Parmelia sulcata is a foliose lichen in the family Parmeliaceae.  It is very tolerant of pollution and has a cosmopolitan distribution, making it one of the most common lichens. It harbours a unicellular Trebouxia green algal symbiont.

Taxonomy
First described by Thomas Taylor in 1836 under its current name, Parmelia sulcata has a large number of named varieties and forms, but no subspecies despite its extensive range. Most taxonomists have left the species in the genus to which Taylor originally assigned it, though mycologist Maurice Choisy assigned it to the genus Parmotrema in 1952.
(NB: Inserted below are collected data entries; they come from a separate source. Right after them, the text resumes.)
impl<B> Drop for SessionInner<B> {
    fn drop(&mut self) {
        if let Some(listener) = self.listener.get_mut().ok().and_then(Option::take) {
            listener.abort();
        }
    }
}

/// Tracks the signed-in identity and exposes the auth operations.
///
/// Cloning is cheap; every clone drives the same state.
pub struct SessionService<B> {
    inner: Arc<SessionInner<B>>,
}

impl<B> Clone for SessionService<B> {
    fn clone(&self) -> Self {
        Self {
            inner: self.inner.clone(),
        }
    }
}

impl<B: AuthBackend + RecordStore + 'static> SessionService<B> {
    pub fn new(
        backend: Arc<B>,
        log: ActivityLog,
        navigator: Arc<dyn Navigator>,
        config: &DaybookConfig,
    ) -> Self {
        let (state, _) = watch::channel(AuthState::default());
        Self {
            inner: Arc::new(SessionInner {
                backend,
                state: Arc::new(state),
                log,
                navigator,
                reset_redirect: config.reset_password_redirect(),
                listener: Mutex::new(None),
            }),
        }
    }

    /// Check the current session, then follow session changes until
    /// [`shutdown`](Self::shutdown) or until the last handle is dropped.
    pub async fn start(&self) {
        // Subscribe first so nothing emitted during the check is missed.
        let events = self.inner.backend.subscribe();
        self.check_session().await;

        let task = tokio::spawn(listen(
            self.inner.backend.clone(),
            events,
            self.inner.state.clone(),
        ));
        let previous = self
            .inner
            .listener
            .lock()
            .unwrap_or_else(|e| e.into_inner())
            .replace(task);
        if let Some(previous) = previous {
            previous.abort();
        }
    }

    /// Stop following session changes.
    pub fn shutdown(&self) {
        if let Some(listener) = self
            .inner
            .listener
            .lock()
            .unwrap_or_else(|e| e.into_inner())
            .take()
        {
            listener.abort();
        }
    }

    pub fn state(&self) -> AuthState {
        self.inner.state.borrow().clone()
    }

    pub fn subscribe(&self) -> watch::Receiver<AuthState> {
        self.inner.state.subscribe()
    }

    pub fn identity(&self) -> Option<Identity> {
        self.inner.state.borrow().user.clone()
    }

    pub fn is_authenticated(&self) -> bool {
        self.inner.state.borrow().authenticated
    }

    pub fn activity_log(&self) -> &ActivityLog {
        &self.inner.log
    }

    pub async fn check_session(&self) {
        let _loading = LoadingGuard::begin(self.inner.state.as_ref());
        match self.inner.backend.get_session().await {
            Ok(session) => apply_session(&self.inner.state, session.as_ref()),
            Err(e) => {
                warn!("Session check failed: {}", e);
                self.fail(&e);
            }
        }
    }

    /// Sign in with email and password. Returns whether it succeeded.
    pub async fn login(&self, email: &str, password: &str) -> bool {
        let _loading = LoadingGuard::begin(self.inner.state.as_ref());
        match self
            .inner
            .backend
            .sign_in_with_password(email.trim(), password)
            .await
        {
            Ok(session) => {
                apply_session(&self.inner.state, Some(&session));
                info!(user_id = %session.user.id, "Signed in");
                self.inner.log.push(LogLevel::Success, "Signed in successfully");
                self.inner.navigator.navigate(Route::Dashboard);
                true
            }
            Err(e) => {
                self.fail(&e);
                self.inner.log.push(LogLevel::Error, &format!("Sign in failed: {}", e));
                false
            }
        }
    }

    /// Create an account and its profile row.
    ///
    /// Returns `None` when no account was created; the reason is in the
    /// state's `error` and in the activity log.
    pub async fn signup(
        &self,
        name: &str,
        email: &str,
        password: &str,
        phone: Option<&str>,
    ) -> Option<SignUpOutcome> {
        let _loading = LoadingGuard::begin(self.inner.state.as_ref());
        let metadata = UserMetadata {
            name: Some(name.trim().to_string()).filter(|n| !n.is_empty()),
            phone: phone
                .map(str::trim)
                .filter(|p| !p.is_empty())
                .map(str::to_string),
        };

        let response = match self
            .inner
            .backend
            .sign_up(email.trim(), password, metadata)
            .await
        {
            Ok(response) => response,
            Err(BackendError::UserAlreadyRegistered) => {
                self.set_error(ALREADY_REGISTERED);
                self.inner.log.push(LogLevel::Warning, ALREADY_REGISTERED);
                self.inner.navigator.navigate(Route::Login);
                return None;
            }
            Err(e) => {
                self.set_error(&e.to_string());
                self.inner.log.push(LogLevel::Error, &format!("Sign up failed: {}", e));
                return None;
            }
        };

        let identity = Identity::from_user(&response.user);
        let profile = Profile::for_identity(&identity);
        if let Err(e) = save_profile(self.inner.backend.as_ref(), &profile).await {
            warn!(user_id = %identity.id, "Saving profile failed: {}", e);
            self.inner.log.push(
                LogLevel::Error,
                &format!("Account created, but saving your profile failed: {}", e),
            );
        }

        info!(user_id = %identity.id, confirmed = response.session.is_some(), "Account created");
        match response.session {
            Some(session) => {
                apply_session(&self.inner.state, Some(&session));
                self.inner.log.push(LogLevel::Success, "Account created");
                self.inner.navigator.navigate(Route::Dashboard);
                Some(SignUpOutcome::SignedIn(identity))
            }
            None => {
                self.inner.log.push(
                    LogLevel::Info,
                    "Account created. Check your email to confirm it, then sign in.",
                );
                self.inner.navigator.navigate(Route::Login);
                Some(SignUpOutcome::ConfirmationRequired(identity))
            }
        }
    }

    pub async fn logout(&self) -> bool {
        let _loading = LoadingGuard::begin(self.inner.state.as_ref());
        match self.inner.backend.sign_out().await {
            Ok(()) => {
                apply_session(&self.inner.state, None);
                info!("Signed out");
                self.inner.log.push(LogLevel::Info, "Signed out");
                self.inner.navigator.navigate(Route::Login);
                true
            }
            Err(e) => {
                self.set_error(&e.to_string());
                self.inner.log.push(LogLevel::Error, &format!("Sign out failed: {}", e));
                false
            }
        }
    }

    /// Email a password-reset link that lands on the reset screen.
    pub async fn reset_password(&self, email: &str) -> bool {
        let _loading = LoadingGuard::begin(self.inner.state.as_ref());
        match self
            .inner
            .backend
            .reset_password_for_email(email.trim(), &self.inner.reset_redirect)
            .await
        {
            Ok(()) => {
                debug!(redirect = %self.inner.reset_redirect, "Reset email requested");
                self.inner.log.push(
                    LogLevel::Success,
                    "Password reset email sent. Check your inbox.",
                );
                true
            }
            Err(e) => {
                self.set_error(&e.to_string());
                self.inner
                    .log
                    .push(LogLevel::Error, &format!("Password reset failed: {}", e));
                false
            }
        }
    }

    /// Change the signed-in user's password.
    pub async fn update_password(&self, password: &str) -> bool {
        let _loading = LoadingGuard::begin(self.inner.state.as_ref());
        match self.inner.backend.update_user_password(password).await {
            Ok(user) => {
                info!(user_id = %user.id, "Password updated");
                self.inner.log.push(LogLevel::Success, "Password updated");
                self.inner.navigator.navigate(Route::Dashboard);
                true
            }
            Err(e) => {
                self.set_error(&e.to_string());
                self.inner
                    .log
                    .push(LogLevel::Error, &format!("Password update failed: {}", e));
                false
            }
        }
    }

    fn set_error(&self, message: &str) {
        self.inner
            .state
            .send_modify(|s| s.error = Some(message.to_string()));
    }

    /// Record `e` and drop the identity.
    fn fail(&self, e: &BackendError) {
        self.inner.state.send_modify(|s| {
            s.user = None;
            s.authenticated = false;
            s.error = Some(e.to_string());
        });
    }
}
The genus name Parmelia is a compound of two Greek words: parme, meaning "fruit bowl" and -eileo, meaning "enclosed". This likely refers to the lecanorine apothecia of species belonging to the genus. The specific epithet sulcata is derived from sulcatus, meaning "grooved" or "furrowed". The species is known by a number of colloquial names, including hammered shield lichen, cracked-shield lichen, powdered crottle, furrowed shield lichen, powdered shield, and waxpaper lichen.

Description
Parmelia sulcata is a foliose lichen with a generally circular thallus that can range in color from glaucous white to gray on the upper cortex; the lower surface is black. The thallus is broadly lobed. Each lobe measures between  in width, and lobes are overlapping.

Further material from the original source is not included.